## WORK TO COMPLETE
Would you please copy every line below that includes the string "operations"?

↓

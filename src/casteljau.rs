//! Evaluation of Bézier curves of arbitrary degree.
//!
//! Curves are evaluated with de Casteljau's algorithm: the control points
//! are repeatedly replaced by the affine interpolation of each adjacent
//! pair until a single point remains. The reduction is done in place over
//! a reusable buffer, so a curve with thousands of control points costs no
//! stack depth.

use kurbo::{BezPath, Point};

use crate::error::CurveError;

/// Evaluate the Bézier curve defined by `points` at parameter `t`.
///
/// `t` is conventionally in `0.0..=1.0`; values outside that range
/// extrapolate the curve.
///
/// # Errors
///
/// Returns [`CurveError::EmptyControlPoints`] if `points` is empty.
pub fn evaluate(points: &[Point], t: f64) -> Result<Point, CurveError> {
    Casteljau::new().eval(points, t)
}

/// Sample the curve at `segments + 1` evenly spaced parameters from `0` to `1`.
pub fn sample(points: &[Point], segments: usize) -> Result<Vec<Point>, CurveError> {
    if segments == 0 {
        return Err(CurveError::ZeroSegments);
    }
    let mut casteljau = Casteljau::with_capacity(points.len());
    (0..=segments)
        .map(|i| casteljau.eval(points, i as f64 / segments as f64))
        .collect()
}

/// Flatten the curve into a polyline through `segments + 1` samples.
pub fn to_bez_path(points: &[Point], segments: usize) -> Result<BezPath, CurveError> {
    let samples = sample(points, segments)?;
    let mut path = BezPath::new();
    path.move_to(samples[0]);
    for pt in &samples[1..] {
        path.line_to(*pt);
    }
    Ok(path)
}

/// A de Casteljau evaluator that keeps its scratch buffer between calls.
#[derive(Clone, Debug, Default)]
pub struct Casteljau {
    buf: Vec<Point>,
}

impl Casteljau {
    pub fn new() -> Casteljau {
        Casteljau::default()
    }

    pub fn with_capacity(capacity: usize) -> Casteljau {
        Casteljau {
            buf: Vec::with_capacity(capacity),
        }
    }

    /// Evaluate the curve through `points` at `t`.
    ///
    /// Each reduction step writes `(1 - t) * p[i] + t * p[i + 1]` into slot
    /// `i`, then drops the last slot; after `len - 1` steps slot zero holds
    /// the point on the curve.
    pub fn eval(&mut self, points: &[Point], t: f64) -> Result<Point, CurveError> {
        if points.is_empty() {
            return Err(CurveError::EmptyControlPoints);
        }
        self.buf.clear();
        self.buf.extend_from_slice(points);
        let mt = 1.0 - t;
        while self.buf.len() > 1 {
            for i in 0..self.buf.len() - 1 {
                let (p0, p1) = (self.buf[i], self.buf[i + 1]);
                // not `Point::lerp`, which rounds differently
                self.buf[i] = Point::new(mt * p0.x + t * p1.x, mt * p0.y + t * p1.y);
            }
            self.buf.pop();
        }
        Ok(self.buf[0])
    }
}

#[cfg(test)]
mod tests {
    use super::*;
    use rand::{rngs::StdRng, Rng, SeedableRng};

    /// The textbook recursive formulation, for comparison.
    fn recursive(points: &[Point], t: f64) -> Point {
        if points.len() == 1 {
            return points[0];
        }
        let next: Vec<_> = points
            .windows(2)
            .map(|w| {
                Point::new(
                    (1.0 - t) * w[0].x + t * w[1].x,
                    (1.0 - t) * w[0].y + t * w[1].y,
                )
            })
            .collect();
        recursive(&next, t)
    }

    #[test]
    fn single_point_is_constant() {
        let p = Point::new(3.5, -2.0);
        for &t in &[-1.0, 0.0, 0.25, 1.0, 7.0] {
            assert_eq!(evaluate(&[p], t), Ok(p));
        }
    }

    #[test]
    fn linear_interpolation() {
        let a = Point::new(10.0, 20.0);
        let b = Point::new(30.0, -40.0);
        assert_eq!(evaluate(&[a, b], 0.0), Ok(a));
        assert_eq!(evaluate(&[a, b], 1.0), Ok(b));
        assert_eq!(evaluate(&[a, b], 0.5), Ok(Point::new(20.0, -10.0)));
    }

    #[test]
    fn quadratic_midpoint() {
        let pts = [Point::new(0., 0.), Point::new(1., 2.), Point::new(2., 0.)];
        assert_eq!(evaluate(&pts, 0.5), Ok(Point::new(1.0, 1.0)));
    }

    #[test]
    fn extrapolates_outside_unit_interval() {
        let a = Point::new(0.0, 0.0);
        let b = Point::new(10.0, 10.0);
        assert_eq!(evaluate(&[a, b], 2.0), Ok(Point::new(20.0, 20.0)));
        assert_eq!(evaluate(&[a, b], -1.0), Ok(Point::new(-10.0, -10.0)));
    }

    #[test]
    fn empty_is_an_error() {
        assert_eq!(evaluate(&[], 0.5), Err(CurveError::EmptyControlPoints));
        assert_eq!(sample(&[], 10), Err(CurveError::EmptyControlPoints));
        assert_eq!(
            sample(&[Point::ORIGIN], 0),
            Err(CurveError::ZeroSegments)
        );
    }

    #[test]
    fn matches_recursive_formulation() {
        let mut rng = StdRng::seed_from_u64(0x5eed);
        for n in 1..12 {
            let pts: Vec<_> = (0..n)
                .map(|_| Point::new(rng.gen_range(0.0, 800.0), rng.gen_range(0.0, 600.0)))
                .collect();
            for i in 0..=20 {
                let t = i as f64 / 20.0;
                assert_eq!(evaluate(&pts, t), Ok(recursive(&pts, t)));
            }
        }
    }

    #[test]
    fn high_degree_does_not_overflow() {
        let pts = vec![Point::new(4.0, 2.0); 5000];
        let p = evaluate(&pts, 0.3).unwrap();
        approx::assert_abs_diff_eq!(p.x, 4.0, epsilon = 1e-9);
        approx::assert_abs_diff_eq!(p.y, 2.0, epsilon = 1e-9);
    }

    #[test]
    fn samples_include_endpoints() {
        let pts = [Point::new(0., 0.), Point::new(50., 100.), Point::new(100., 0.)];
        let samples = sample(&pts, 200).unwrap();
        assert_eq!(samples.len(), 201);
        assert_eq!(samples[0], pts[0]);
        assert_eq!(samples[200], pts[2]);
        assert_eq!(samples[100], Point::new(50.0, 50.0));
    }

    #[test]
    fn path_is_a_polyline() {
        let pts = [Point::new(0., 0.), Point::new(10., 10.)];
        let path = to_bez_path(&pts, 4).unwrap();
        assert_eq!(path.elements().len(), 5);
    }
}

↑
↓

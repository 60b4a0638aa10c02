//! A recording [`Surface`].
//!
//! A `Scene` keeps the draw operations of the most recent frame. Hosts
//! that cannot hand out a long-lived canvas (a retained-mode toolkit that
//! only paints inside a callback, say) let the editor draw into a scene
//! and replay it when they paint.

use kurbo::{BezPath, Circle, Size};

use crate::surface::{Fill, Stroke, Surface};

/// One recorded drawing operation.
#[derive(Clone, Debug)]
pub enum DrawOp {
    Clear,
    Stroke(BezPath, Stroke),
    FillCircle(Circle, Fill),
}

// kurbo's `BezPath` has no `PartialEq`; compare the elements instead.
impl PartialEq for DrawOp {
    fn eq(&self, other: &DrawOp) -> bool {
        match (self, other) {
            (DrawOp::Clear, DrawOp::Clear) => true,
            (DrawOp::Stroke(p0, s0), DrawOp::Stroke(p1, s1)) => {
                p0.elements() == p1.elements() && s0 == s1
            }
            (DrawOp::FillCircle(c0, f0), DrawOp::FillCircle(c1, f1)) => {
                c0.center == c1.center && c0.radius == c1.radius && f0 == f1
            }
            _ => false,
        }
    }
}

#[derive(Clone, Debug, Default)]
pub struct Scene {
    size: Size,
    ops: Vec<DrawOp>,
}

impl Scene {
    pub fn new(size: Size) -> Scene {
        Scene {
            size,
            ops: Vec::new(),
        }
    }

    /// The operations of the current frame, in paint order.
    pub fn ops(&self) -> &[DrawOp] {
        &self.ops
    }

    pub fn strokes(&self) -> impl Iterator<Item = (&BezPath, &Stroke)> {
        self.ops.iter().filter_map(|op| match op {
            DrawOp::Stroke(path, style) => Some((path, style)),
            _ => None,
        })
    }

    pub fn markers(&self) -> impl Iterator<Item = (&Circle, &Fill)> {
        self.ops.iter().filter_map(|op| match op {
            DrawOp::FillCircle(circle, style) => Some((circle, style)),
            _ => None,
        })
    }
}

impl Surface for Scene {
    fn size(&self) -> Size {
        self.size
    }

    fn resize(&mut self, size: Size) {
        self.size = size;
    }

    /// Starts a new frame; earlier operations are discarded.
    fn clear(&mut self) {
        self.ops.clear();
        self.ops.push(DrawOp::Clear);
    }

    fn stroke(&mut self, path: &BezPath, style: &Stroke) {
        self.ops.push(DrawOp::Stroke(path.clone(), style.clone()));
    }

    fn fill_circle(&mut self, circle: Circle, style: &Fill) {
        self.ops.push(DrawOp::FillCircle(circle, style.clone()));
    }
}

↑

## OUTPUT FOR THIS TASK
//! A `Scene` keeps the draw operations of the most recent frame. Hosts
    /// The operations of the current frame, in paint order.
    /// Starts a new frame; earlier operations are discarded.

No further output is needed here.